Reverse Engineering AI Algorithms with XAI

Is it possible to reverse-engineer AI algorithms to understand their process? Can we use a model agnostic method that will explain AI without looking into the code at all? The answer to both questions is yes, we can. One method is SHAP.

Explainable Artificial Intelligence will become one of the key services AI will provide. As we know it today, social media forms a representation of society, not a full-blown social model. Our opinions, consumer habits, browsing data, and location history constitute a formidable data source for AI models. The sum of all of the information about our daily activities is challenging to analyze

We publish reviews everywhere. We write reviews about books, movies, equipment, smartphones, cars, and sports—everything in our daily lives. In this chapter, we will analyze IMDb reviews of films. IMDb offers datasets of review information for commercial and non -commercial use.

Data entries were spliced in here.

//! Persistent key/value memory with optional semantic search.
//!
//! Memories live in a single `memories.json` file rewritten atomically on
//! every mutation. The store enforces a configurable cap with
//! least-frequently-used eviction (ties broken by least-recently-accessed).
//! Semantic search runs over remote dense embeddings when an embedding
//! provider is configured; without one, search returns nothing and direct
//! key lookup keeps working.

mod embedding;
mod store;

pub use embedding::{EmbeddingProvider, RemoteEmbeddingClient, cosine_similarity};
pub use store::{MemoryStats, MemoryStore};

use chrono::{DateTime, Utc};
use serde::{Deserialize, Serialize};
use thiserror::Error;

/// One remembered fact.
#[derive(Debug, Clone, Serialize, Deserialize)]
pub struct MemoryItem {
    pub key: String,
    pub content: String,
    pub created_at: DateTime<Utc>,
    pub updated_at: DateTime<Utc>,
    pub access_count: u64,
    pub last_accessed_at: DateTime<Utc>,
    /// Dense embedding of the content, when an embedding provider was
    /// available at write time.
    #[serde(default, skip_serializing_if = "Option::is_none")]
    pub embedding: Option<Vec<f32>>,
}

impl MemoryItem {
    pub fn new(key: String, content: String, embedding: Option<Vec<f32>>) -> Self {
        let now = Utc::now();
        Self {
            key,
            content,
            created_at: now,
            updated_at: now,
            access_count: 0,
            last_accessed_at: now,
            embedding,
        }
    }
}

/// Errors from the memory subsystem.
#[derive(Debug, Error)]
pub enum MemoryError {
    #[error("failed to persist memories: {0}")]
    Persist(String),
    #[error("failed to load memories: {0}")]
    Load(String),
    #[error("embedding request failed: {0}")]
    Embedding(String),
}
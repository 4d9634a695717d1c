//! Device geolocation via the ip-api.com JSON endpoint.

use serde::Deserialize;
use serde_json::{Value, json};

use super::{FunctionSpec, ToolError};

const GEO_ENDPOINT: &str = "http://ip-api.com/json";

#[derive(Debug, Clone, Deserialize)]
pub struct GeoLocation {
    pub status: String,
    #[serde(default)]
    pub country: String,
    #[serde(default)]
    pub city: String,
    #[serde(default)]
    pub lat: f64,
    #[serde(default)]
    pub lon: f64,
    #[serde(default)]
    pub timezone: String,
}

pub struct GeoIpPlugin {
    http: reqwest::Client,
    endpoint: String,
}

impl Default for GeoIpPlugin {
    fn default() -> Self {
        Self::new(GEO_ENDPOINT)
    }
}

impl GeoIpPlugin {
    pub fn new(endpoint: impl Into<String>) -> Self {
        Self {
            http: reqwest::Client::new(),
            endpoint: endpoint.into(),
        }
    }

    /// Locate the device by its public IP. Shared with the weather plugin.
    pub async fn locate(&self) -> Result<GeoLocation, ToolError> {
        let location: GeoLocation = self
            .http
            .get(&self.endpoint)
            .send()
            .await
            .map_err(|e| ToolError::Failed(format!("geo lookup failed: {e}")))?
            .json()
            .await
            .map_err(|e| ToolError::Failed(format!("geo lookup returned bad JSON: {e}")))?;

        // The endpoint reports failures in-band.
        if location.status != "success" {
            return Err(ToolError::Failed(format!(
                "geo lookup status: {}",
                location.status
            )));
        }
        Ok(location)
    }

    pub fn functions(&self) -> Vec<FunctionSpec> {
        vec![FunctionSpec {
            name: "LocateDevice",
            description: "Find the device's approximate location (city, country, coordinates) from its network address",
            parameters: json!({ "type": "object", "properties": {} }),
        }]
    }

    pub async fn invoke(&self, function: &str, _args: &Value) -> Result<Value, ToolError> {
        match function {
            "LocateDevice" => {
                let location = self.locate().await?;
                Ok(json!({
                    "city": location.city,
                    "country": location.country,
                    "latitude": location.lat,
                    "longitude": location.lon,
                    "timezone": location.timezone,
                }))
            }
            other => Err(ToolError::UnknownFunction(other.to_string())),
        }
    }
}

#[cfg(test)]
mod tests {
    use super::*;

    #[test]
    fn test_failure_status_is_detected() {
        let location: GeoLocation =
            serde_json::from_str(r#"{"status":"fail","message":"private range"}"#).unwrap();
        assert_eq!(location.status, "fail");
    }

    #[test]
    fn test_success_payload_parses() {
        let location: GeoLocation = serde_json::from_str(
            r#"{"status":"success","country":"Germany","city":"Berlin","lat":52.52,"lon":13.4,"timezone":"Europe/Berlin"}"#,
        )
        .unwrap();
        assert_eq!(location.city, "Berlin");
        assert!((location.lat - 52.52).abs() < 1e-9);
    }
}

We will thus focus on SHapley Additive exPlanations (SHAP), part of the Microsoft Azure Machine Learning model interpretability solution. We can use "interpret" or "explain" for explainable AI. Both terms mean that we are providing an explanation or an interpretation of a model. We are also reverse-engineering the process of an algorithm.

SHAP was derived from game theory. Lloyd Stowell Shapley gave his name to this game theory model in the 1950s. In game theory, each player decides to contribute to a coalition of players to produce a total value that will be superior to the sum of their individual values. The Shapley value is the marginal contribution of a given player. The goal is to find and explain the marginal contribution of each participant in a coalition of players.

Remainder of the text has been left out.